Let’s try to answer all of these questions.
How many J.A.R.V.I.S. tasks could we code now?
It would be easy to answer the question in c level contact list the title with the (many) challenges involved in building a J.A.R.V.I.S.-like system, say “not right now”, and move on. But focusing on the negative would prevent us from seeing the many things that we could actually do – which aren’t few! A quick recap of J.A.R.V.I.S. capabilities can help us with that.
In the beginning, J.A.R.V.I.S. (an acronym for Just A Rather Very Intelligent System) was a natural-language user interface. That means that Tony Stark could use his voice to issue commands that J.A.R.V.I.S. executed. That definitely should sound familiar to you, especially since Siri (considered the first digital virtual assistant) was released in 2011 along with the iPhone 4S.
What J.A.R.V.I.S. tasks we can’t code?
A super-advanced system like J.A.R.V.I.S. has how to use the google trends api to extract data many complex sides that we can’t still get. Let’s start with the most obvious one – we can’t code a personality as strong as J.A.R.V.I.S.’s. Sure, we can infuse some jokes and some witty responses and train a machine-learning algorithm to talk back sarcastically but the result is more like a compound of personality fragments rather than a full-on personality.
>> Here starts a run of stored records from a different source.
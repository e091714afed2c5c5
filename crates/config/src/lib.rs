//! Configuration loading, env substitution, and free-text list parsing.
//!
//! Config files: `tollgate.toml`, `tollgate.yaml`, or `tollgate.json`
//! Searched in `./` then `~/.config/tollgate/`.
//!
//! Supports `${ENV_VAR}` substitution in all string values.

pub mod env_subst;
pub mod lists;
pub mod loader;
pub mod schema;

pub use {
    lists::{McpServerEntry, parse_domain_list, parse_mcp_servers},
    loader::{config_dir, discover_and_load, load_config},
    schema::{
        BrowseConfig, HttpConfig, McpConfig, ResilienceConfig, SelfCheckConfig, TollgateConfig,
        ToolsConfig,
    },
};
use thiserror::Error;

/// Failure reported by a host collaborator (device bridge, file system).
#[derive(Error, Debug)]
pub enum Error {
    #[error("{0}")]
    Message(String),

    /// The host has no implementation for this capability.
    #[error("{0} is not available on this host")]
    Unavailable(&'static str),

    /// The host understood the request and refused it, e.g. a full calendar
    /// or a muted notification channel. Returned by device bridge
    /// implementations.
    #[error("host rejected the request: {0}")]
    Rejected(String),

    #[error(transparent)]
    Io(#[from] std::io::Error),
}

impl Error {
    #[must_use]
    pub fn message(message: impl Into<String>) -> Self {
        Self::Message(message.into())
    }

    #[must_use]
    pub fn rejected(reason: impl Into<String>) -> Self {
        Self::Rejected(reason.into())
    }
}

impl crate::FromMessage for Error {
    fn from_message(message: String) -> Self {
        Self::Message(message)
    }
}

pub type Result<T> = std::result::Result<T, Error>;
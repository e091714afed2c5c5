use std::{path::Path, process::ExitCode};

use {
    anyhow::Result,
    clap::Subcommand,
    serde_json::Value,
};

use tollgate_config::TollgateConfig;

#[derive(Subcommand)]
pub enum ConfigAction {
    /// Print the resolved configuration with MCP tokens redacted.
    Show,
    /// Print where configuration files are looked up.
    Path,
}

/// An explicit `--config` must load; otherwise discovery falls back to defaults.
pub fn resolve(explicit: Option<&Path>) -> Result<TollgateConfig> {
    match explicit {
        Some(path) => tollgate_config::load_config(path),
        None => Ok(tollgate_config::discover_and_load()),
    }
}

pub fn handle_config(
    action: ConfigAction,
    config: &TollgateConfig,
    explicit: Option<&Path>,
) -> Result<ExitCode> {
    match action {
        ConfigAction::Show => {
            println!("{}", serde_json::to_string_pretty(&redacted(config)?)?);
        },
        ConfigAction::Path => {
            if let Some(path) = explicit {
                println!("{}", path.display());
            } else {
                println!("./tollgate.{{toml,yaml,yml,json}}");
                if let Some(dir) = tollgate_config::config_dir() {
                    println!("{}/tollgate.{{toml,yaml,yml,json}}", dir.display());
                }
            }
        },
    }
    Ok(ExitCode::SUCCESS)
}

fn redacted(config: &TollgateConfig) -> Result<Value> {
    let mut value = serde_json::to_value(config)?;
    let servers: Vec<String> = config
        .mcp
        .entries()
        .iter()
        .map(|entry| match entry.auth_token {
            Some(_) => format!("{}|{}|[REDACTED]", entry.id, entry.url),
            None => format!("{}|{}", entry.id, entry.url),
        })
        .collect();
    if let Some(mcp) = value.get_mut("mcp").and_then(Value::as_object_mut) {
        mcp.insert("servers".into(), Value::String(servers.join("\n")));
    }
    Ok(value)
}

#[allow(clippy::unwrap_used, clippy::expect_used)]
#[cfg(test)]
mod tests {
    use {super::*, std::io::Write};

    #[test]
    fn show_redacts_mcp_tokens() {
        let mut config = TollgateConfig::default();
        config.mcp.servers =
            "# team servers\nalpha|https://mcp.example.com/rpc|s3cret\nbeta|https://other.example.com/"
                .into();

        let value = redacted(&config).unwrap();
        let servers = value["mcp"]["servers"].as_str().unwrap();
        assert!(!servers.contains("s3cret"));
        assert_eq!(
            servers,
            "alpha|https://mcp.example.com/rpc|[REDACTED]\nbeta|https://other.example.com/"
        );
        assert_eq!(value["tools"]["approval_timeout_seconds"], 120);
    }

    #[test]
    fn explicit_config_is_loaded() {
        let mut file = tempfile::Builder::new().suffix(".toml").tempfile().unwrap();
        writeln!(file, "[tools]\ndisabled = [\"notify\"]").unwrap();

        let config = resolve(Some(file.path())).unwrap();
        assert!(config.tools.is_disabled("notify"));
    }

    #[test]
    fn missing_explicit_config_is_an_error() {
        let dir = tempfile::tempdir().unwrap();
        assert!(resolve(Some(&dir.path().join("absent.toml"))).is_err());
    }
}
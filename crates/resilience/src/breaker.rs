use std::time::{Duration, Instant};

use {dashmap::DashMap, tracing::warn};

#[cfg(feature = "metrics")]
use tollgate_metrics::{counter, labels, resilience as resilience_metrics};

/// Per-key failure isolation.
///
/// States are CLOSED (no entry, or below threshold) and OPEN
/// (`now < open_until`). Half-open is implicit and not tracked:
/// once the cooldown lapses the next call goes through, and because
/// `failure_count` is still at or past the threshold a single failed probe
/// re-opens immediately while a success deletes the state.
#[derive(Debug)]
pub struct CircuitBreaker {
    threshold: u32,
    cooldown: Duration,
    states: DashMap<String, BreakerState>,
}

#[derive(Debug, Clone, Copy, Default)]
struct BreakerState {
    failure_count: u32,
    open_until: Option<Instant>,
}

/// Diagnostic view of a key's breaker state.
#[derive(Debug, Clone, Copy, PartialEq, Eq)]
pub struct BreakerSnapshot {
    pub failure_count: u32,
    pub open_until: Option<Instant>,
}

impl CircuitBreaker {
    #[must_use]
    pub fn new(threshold: u32, cooldown: Duration) -> Self {
        Self {
            threshold: threshold.max(1),
            cooldown,
            states: DashMap::new(),
        }
    }

    pub fn is_open(&self, key: &str) -> bool {
        self.is_open_at(key, Instant::now())
    }

    pub fn is_open_at(&self, key: &str, now: Instant) -> bool {
        self.states
            .get(key)
            .and_then(|state| state.open_until)
            .is_some_and(|until| now < until)
    }

    /// Full reset: the key's state is removed, not decremented.
    pub fn record_success(&self, key: &str) {
        self.states.remove(key);
    }

    /// Returns `true` when this failure tripped the breaker open.
    pub fn record_failure(&self, key: &str) -> bool {
        self.record_failure_at(key, Instant::now())
    }

    pub fn record_failure_at(&self, key: &str, now: Instant) -> bool {
        let mut state = self.states.entry(key.to_string()).or_default();
        state.failure_count = state.failure_count.saturating_add(1);

        let already_open = state.open_until.is_some_and(|until| now < until);
        if state.failure_count < self.threshold || already_open {
            return false;
        }
        state.open_until = Some(now + self.cooldown);
        warn!(
            key,
            failures = state.failure_count,
            cooldown_secs = self.cooldown.as_secs(),
            "circuit breaker opened"
        );
        #[cfg(feature = "metrics")]
        counter!(resilience_metrics::BREAKER_TRIPS_TOTAL, labels::ENDPOINT => key.to_string())
            .increment(1);
        true
    }

    #[must_use]
    pub fn snapshot(&self, key: &str) -> Option<BreakerSnapshot> {
        self.states.get(key).map(|state| BreakerSnapshot {
            failure_count: state.failure_count,
            open_until: state.open_until,
        })
    }
}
Without getting too much into psychology, let’s just say that human personality is extremely complex (and not completely understood, even now). Trying to artificially recreate it would be an impossible task mainly because we don’t truly know all of the components that make up a personality. We can mimic it but we still can’t create an algorithm that develops a personality of its own. If we don’t train an AI to have a personality (providing it with references and training datasets) we won’t get a witty (or a shy, lovable, whatever) personality.
What are the challenges of building a J.A.R.V.I.S.- like system?
Aside from those things that we can’t code, we could give it a shot to building a system like J.A.R.V.I.S. Doing so would imply a well-thought planning stage that boils down the technical capabilities of the AI to its core sale leads features, so we can later decide how we could create each and one of them.
I’ll discuss some technical considerations below, so I’ll stop here on the parts that feel the most difficult for me when building J.A.R.V.I.S. First, there’s the massive processing power it’ll take to run such a comprehensive system. It’s not something unthinkable or impossible to achieve, mind you, as we could rely on cloud computing to garner enough to run a system that powers multiple devices across different locations.